As I’ve indicated before, because my musical formative years were when vinyl LPs were the mainstay, I believe musicians put songs on an album in a particular order for a reason. As a result, I rarely use the shuffle feature on my iPod. But last month my kids convinced me it was at least worth trying while walking the track at the local gym.

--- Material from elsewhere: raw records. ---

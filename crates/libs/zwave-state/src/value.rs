//! Value identity and payload types.

use serde::{Deserialize, Serialize};
use zwave_codes::ValueType;

/// Location and type tag of a device value as reported by the driver.
#[derive(Debug, Clone, Copy, Default, PartialEq, Eq, Hash, Serialize, Deserialize)]
pub struct ValueId {
    pub command_class_id: u8,
    pub instance: u8,
    pub index: u8,
    /// Raw value type code, decoded with [`ValueId::value_type`].
    #[serde(default)]
    pub value_type: u8,
    /// Driver-assigned opaque identifier.
    #[serde(default)]
    pub id: u64,
}

impl ValueId {
    pub fn new(command_class_id: u8, instance: u8, index: u8) -> Self {
        Self { command_class_id, instance, index, value_type: 0, id: 0 }
    }

    pub fn with_type(mut self, value_type: ValueType) -> Self {
        self.value_type = value_type.code();
        self
    }

    pub fn with_id(mut self, id: u64) -> Self {
        self.id = id;
        self
    }

    /// `(command_class_id, instance, index)`, the key a value is stored under.
    pub fn triple(&self) -> (u8, u8, u8) {
        (self.command_class_id, self.instance, self.index)
    }

    pub fn value_type(&self) -> Option<ValueType> {
        ValueType::from_code(self.value_type)
    }
}

/// Type-tagged value contents.
///
/// Payloads move from a notification into the store; they are never shared
/// between the two.
#[derive(Debug, Clone, PartialEq, Serialize, Deserialize)]
#[serde(tag = "type", content = "value", rename_all = "snake_case")]
pub enum ValuePayload {
    Bool(bool),
    Byte(u8),
    /// Decimal kept in its reported textual form so precision is preserved.
    Decimal(String),
    Int(i32),
    List { selection: i32, items: Vec<String> },
    Schedule(Vec<u8>),
    Short(i16),
    String(String),
    Button(bool),
    Raw(Vec<u8>),
}

impl ValuePayload {
    pub fn value_type(&self) -> ValueType {
        match self {
            Self::Bool(_) => ValueType::Bool,
            Self::Byte(_) => ValueType::Byte,
            Self::Decimal(_) => ValueType::Decimal,
            Self::Int(_) => ValueType::Int,
            Self::List { .. } => ValueType::List,
            Self::Schedule(_) => ValueType::Schedule,
            Self::Short(_) => ValueType::Short,
            Self::String(_) => ValueType::String,
            Self::Button(_) => ValueType::Button,
            Self::Raw(_) => ValueType::Raw,
        }
    }
}

/// A stored value: the payload plus the id that located it.
#[derive(Debug, Clone, PartialEq, Serialize)]
pub struct Value {
    pub value_id: ValueId,
    pub payload: ValuePayload,
}

impl Value {
    pub fn new(value_id: ValueId, payload: ValuePayload) -> Self {
        Self { value_id, payload }
    }

    pub fn triple(&self) -> (u8, u8, u8) {
        self.value_id.triple()
    }
}
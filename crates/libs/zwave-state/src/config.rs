use serde::Deserialize;
use std::fs;
use std::path::Path;

use crate::error::ConfigError;

/// Largest broadcast buffer a config may request.
pub const MAX_EVENT_CAPACITY: usize = 65_536;

/// Behaviour of the notification dispatcher.
///
/// ```toml
/// auto_create_nodes = true
/// evict_removed_nodes = true
/// event_capacity = 256
/// ```
#[derive(Debug, Clone, PartialEq, Eq, Deserialize)]
#[serde(default, deny_unknown_fields)]
pub struct DispatcherConfig {
    /// Create a node on the first notification for an unseen address, not
    /// only on `NODE_NEW`/`NODE_ADDED`.
    pub auto_create_nodes: bool,
    /// Drop a node from the registry once its `NODE_REMOVED` has been handled.
    pub evict_removed_nodes: bool,
    /// Buffer size for broadcast event subscribers, `1..=MAX_EVENT_CAPACITY`.
    pub event_capacity: usize,
}

impl Default for DispatcherConfig {
    fn default() -> Self {
        Self { auto_create_nodes: true, evict_removed_nodes: true, event_capacity: 256 }
    }
}

impl DispatcherConfig {
    pub fn from_toml(input: &str) -> Result<Self, ConfigError> {
        let config: Self = toml::from_str(input)?;
        config.validate()?;
        Ok(config)
    }

    pub fn validate(&self) -> Result<(), ConfigError> {
        if !(1..=MAX_EVENT_CAPACITY).contains(&self.event_capacity) {
            return Err(ConfigError::Invalid(format!(
                "event_capacity must be in 1..={MAX_EVENT_CAPACITY}, got {}",
                self.event_capacity
            )));
        }
        Ok(())
    }

    pub fn from_path<P: AsRef<Path>>(path: P) -> Result<Self, ConfigError> {
        let contents = fs::read_to_string(path)?;
        Self::from_toml(&contents)
    }
}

As a result, I’ve used the shuffle feature more in the last four weeks than in the prior two years. One of the things it has brought home is how varied or eclectic my musical tastes are. Here’s the tunes it produced the last time:

  1. “Flying (Part 2),” Keith Jarrett, Gary Peacock and Jack Dejohnette, Setting Standards. Excellent jazz and a good way to start a walk but, clocking in at just under 15 minutes, a tad long for exercise purposes.
  2. “A Six Pack To Go,” Leon Russell, Hank Wilson’s Back. A fun chance of pace, although a drastic shift in genre. For some reason, iPod classifes Russell’s 1973 release consisting entirely of country music covers as “Pop.”
  3. “Make You Feel Better,” Red Hot Chili Peppers, Stadium Arcadium. Nothing wrong with a transition to decent, recent rock — even if it is another rather rapid shift in genres.
  4. “Son Of Orange County,” Frank Zappa, Roxy & Elsewhere. Not a bad transition at all but a selection that proves my point. The track cuts off just as Zappa and the band are segueing “More Trouble Every Day” and the two tunes really belong together on this live recording.
  5. “The Wrestler,” Bruce Springsteen, Working on a Dream. Nothing wrong with a switch to new Springsteen.
  6. “Cody, Cody,” The Flying Burrito Brothers, Sin City: The Very Best of the Flying Burrito Brothers. Springsteen’s tune is actually a good transition into this song from the second LP of this early — and often overlooked — country rock band (with emphasis on “country”).
  7. “Hear Me Lord,” George Harrison, All Things Must Pass. While this might be another transition too quick, I never complain about hearing a tune off this album.
  8. “Baba O’Riley,” The Who, Who’s Next. With a classic rock roll here, this cut off The Who’s best album is also an excellent tune for the gym.
  9. “Tired Of Waiting,” The Flock, The Flock. This cover of The Kinks’ tune surpasses the original and is one of the highlights of the first eponymous LP by this far too ignored progressive/jazz rock band out of Chicago.
  10. “Cinnamon Girl,” Neil Young, Everybody Knows This Is Nowhere . More classic rock but this tune — a favorite of mine — fits in well with the flavor Leon Russell and the Burrito Brothers gave this set.
  11. “Apple Scruffs,” George Harrison, All Things Must Pass. The only artist and album that’s repeated, I repeat: I never complain about hearing a tune off this album.
  12. “Blue In Green (Take 1),” Bill Evans, Portrait in Jazz. Having opened with jazz, this seems a perfect wind down, especially since it comes from the Keepnews Collection edition.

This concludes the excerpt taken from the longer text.